• **Task statement**
Please repeat exactly the lines below from the one containing "endpoints.push(parse_host(key).map_err(CoordError::Discovery)?);" down to the one containing "use crate::discover::Endpoint;", both included, and nothing else.

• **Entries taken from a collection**
-*-

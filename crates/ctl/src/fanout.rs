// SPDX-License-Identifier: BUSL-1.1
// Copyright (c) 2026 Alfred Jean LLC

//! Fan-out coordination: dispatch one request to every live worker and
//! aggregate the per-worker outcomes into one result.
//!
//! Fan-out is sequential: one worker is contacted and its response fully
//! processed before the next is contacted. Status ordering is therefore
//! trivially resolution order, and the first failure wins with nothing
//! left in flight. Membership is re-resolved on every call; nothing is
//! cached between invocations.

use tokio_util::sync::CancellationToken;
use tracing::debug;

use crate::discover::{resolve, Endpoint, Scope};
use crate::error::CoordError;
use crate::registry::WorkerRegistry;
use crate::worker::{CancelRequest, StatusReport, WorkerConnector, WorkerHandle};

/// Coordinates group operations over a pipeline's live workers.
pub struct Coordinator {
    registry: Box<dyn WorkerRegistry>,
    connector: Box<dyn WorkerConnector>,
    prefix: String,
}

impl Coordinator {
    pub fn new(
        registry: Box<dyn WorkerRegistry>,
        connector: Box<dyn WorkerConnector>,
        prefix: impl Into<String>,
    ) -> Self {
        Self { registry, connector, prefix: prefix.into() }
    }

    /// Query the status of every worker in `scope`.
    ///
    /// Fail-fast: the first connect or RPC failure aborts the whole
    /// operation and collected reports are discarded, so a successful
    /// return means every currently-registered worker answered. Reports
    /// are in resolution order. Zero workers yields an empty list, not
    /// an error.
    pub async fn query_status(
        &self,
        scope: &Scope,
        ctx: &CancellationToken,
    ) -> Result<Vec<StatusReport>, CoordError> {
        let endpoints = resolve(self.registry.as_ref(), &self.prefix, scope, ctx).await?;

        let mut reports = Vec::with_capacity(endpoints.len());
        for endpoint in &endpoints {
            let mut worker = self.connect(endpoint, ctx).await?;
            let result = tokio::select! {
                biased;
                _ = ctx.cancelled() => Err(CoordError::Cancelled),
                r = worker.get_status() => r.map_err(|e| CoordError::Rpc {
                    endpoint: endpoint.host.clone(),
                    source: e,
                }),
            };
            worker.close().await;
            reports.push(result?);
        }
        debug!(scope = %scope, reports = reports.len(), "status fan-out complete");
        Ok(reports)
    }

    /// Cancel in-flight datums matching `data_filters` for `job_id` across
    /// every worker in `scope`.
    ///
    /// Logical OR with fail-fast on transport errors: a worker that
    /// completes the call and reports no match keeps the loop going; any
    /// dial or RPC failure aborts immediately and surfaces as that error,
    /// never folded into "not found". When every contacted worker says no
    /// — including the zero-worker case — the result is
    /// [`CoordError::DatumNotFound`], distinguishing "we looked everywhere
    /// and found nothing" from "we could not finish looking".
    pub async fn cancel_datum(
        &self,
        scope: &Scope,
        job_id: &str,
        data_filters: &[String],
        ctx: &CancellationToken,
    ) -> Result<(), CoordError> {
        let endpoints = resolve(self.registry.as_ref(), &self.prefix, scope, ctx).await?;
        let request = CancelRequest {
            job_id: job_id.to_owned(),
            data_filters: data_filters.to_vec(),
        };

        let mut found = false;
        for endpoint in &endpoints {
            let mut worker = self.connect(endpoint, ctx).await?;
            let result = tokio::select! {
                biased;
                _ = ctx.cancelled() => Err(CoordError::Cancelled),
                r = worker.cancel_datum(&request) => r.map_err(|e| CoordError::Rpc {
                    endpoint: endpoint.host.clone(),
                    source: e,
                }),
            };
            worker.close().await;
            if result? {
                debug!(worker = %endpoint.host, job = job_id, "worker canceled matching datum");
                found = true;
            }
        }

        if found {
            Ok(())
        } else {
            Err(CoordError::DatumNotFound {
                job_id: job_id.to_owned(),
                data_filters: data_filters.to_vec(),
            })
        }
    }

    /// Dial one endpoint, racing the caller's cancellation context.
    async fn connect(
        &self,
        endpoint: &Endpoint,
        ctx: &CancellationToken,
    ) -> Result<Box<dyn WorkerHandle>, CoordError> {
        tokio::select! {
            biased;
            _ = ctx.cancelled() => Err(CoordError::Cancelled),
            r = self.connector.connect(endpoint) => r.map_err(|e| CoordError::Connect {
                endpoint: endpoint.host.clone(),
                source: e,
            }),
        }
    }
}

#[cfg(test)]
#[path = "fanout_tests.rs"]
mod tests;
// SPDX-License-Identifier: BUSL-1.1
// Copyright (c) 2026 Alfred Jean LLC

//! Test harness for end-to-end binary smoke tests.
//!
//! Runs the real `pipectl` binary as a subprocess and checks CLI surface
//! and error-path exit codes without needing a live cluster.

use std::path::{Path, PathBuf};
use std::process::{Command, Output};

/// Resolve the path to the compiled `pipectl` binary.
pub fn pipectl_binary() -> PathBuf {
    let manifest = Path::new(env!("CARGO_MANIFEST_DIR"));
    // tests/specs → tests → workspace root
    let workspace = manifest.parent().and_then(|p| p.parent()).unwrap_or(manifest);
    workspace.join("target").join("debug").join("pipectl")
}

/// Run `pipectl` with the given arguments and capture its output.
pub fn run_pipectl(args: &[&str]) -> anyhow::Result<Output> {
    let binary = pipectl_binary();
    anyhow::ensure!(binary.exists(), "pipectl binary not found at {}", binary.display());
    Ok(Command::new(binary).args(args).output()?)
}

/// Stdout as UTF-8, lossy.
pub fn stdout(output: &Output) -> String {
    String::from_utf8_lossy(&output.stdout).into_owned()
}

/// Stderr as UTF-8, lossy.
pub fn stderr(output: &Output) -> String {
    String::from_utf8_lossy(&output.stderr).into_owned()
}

-*-

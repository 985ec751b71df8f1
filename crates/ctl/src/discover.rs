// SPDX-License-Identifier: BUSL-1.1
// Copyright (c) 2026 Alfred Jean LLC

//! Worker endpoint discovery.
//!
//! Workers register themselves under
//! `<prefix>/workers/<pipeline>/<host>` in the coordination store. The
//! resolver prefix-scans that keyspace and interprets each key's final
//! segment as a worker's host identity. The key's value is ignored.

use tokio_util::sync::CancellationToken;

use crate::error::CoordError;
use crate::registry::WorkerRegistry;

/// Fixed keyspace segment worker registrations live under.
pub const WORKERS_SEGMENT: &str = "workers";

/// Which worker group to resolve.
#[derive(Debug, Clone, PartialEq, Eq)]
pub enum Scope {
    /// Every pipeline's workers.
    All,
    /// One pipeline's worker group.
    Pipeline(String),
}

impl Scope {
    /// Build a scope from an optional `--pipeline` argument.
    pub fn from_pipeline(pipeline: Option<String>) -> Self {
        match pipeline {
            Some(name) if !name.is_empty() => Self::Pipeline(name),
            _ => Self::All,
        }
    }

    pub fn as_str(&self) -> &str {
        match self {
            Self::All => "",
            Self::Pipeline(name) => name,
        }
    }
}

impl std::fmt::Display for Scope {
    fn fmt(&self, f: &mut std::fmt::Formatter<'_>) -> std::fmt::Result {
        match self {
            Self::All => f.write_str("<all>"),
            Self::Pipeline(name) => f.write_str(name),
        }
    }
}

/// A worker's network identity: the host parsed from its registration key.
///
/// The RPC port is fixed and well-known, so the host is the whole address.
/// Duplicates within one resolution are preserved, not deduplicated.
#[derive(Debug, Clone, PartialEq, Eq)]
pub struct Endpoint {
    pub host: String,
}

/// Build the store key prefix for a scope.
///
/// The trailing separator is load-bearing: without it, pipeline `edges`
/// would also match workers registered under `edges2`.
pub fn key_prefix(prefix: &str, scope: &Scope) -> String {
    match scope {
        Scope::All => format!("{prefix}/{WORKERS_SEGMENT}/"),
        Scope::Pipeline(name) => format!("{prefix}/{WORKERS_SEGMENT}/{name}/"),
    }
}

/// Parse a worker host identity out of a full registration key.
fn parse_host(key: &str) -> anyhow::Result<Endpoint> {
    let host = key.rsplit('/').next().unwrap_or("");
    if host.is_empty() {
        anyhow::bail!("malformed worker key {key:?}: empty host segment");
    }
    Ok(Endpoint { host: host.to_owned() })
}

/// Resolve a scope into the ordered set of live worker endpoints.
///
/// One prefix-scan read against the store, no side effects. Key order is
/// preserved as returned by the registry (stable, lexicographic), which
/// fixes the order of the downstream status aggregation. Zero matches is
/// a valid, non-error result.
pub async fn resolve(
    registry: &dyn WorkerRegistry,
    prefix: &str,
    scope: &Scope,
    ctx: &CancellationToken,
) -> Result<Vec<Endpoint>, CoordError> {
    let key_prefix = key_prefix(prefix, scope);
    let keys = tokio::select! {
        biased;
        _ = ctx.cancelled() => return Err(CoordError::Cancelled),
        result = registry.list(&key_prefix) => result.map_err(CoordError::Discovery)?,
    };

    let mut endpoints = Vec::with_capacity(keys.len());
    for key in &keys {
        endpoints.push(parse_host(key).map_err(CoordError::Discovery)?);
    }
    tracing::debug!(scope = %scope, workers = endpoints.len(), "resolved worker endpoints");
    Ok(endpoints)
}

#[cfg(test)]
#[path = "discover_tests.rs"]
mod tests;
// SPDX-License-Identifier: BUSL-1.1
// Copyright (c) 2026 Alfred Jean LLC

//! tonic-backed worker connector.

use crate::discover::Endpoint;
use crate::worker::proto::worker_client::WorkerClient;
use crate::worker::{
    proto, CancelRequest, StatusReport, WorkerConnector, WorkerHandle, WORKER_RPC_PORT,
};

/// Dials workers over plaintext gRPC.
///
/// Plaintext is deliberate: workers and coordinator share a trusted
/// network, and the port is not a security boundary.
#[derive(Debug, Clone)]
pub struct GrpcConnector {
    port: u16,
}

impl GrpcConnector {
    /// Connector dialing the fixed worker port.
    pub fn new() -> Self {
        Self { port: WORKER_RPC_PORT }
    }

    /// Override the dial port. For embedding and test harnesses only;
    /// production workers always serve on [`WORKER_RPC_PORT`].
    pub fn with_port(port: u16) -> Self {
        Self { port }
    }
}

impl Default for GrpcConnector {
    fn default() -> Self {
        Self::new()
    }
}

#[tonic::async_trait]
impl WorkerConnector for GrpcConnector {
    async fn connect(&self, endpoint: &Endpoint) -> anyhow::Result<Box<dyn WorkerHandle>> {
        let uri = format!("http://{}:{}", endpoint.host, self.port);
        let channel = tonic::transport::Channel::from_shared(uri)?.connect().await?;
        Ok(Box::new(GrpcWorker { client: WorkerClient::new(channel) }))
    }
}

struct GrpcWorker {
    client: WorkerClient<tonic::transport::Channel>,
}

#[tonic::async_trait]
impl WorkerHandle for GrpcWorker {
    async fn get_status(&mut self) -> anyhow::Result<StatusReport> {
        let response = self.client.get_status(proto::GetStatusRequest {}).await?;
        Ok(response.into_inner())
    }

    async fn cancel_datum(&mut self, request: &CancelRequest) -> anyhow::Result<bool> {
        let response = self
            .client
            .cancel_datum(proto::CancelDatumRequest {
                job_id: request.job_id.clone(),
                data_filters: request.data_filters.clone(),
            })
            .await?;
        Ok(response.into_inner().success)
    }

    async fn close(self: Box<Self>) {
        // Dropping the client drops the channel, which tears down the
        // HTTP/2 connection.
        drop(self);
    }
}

-*-

• **Worked solution**
        endpoints.push(parse_host(key).map_err(CoordError::Discovery)?);
    }
    tracing::debug!(scope = %scope, workers = endpoints.len(), "resolved worker endpoints");
    Ok(endpoints)
}

#[cfg(test)]
#[path = "discover_tests.rs"]
mod tests;
// SPDX-License-Identifier: BUSL-1.1
// Copyright (c) 2026 Alfred Jean LLC

//! tonic-backed worker connector.

use crate::discover::Endpoint;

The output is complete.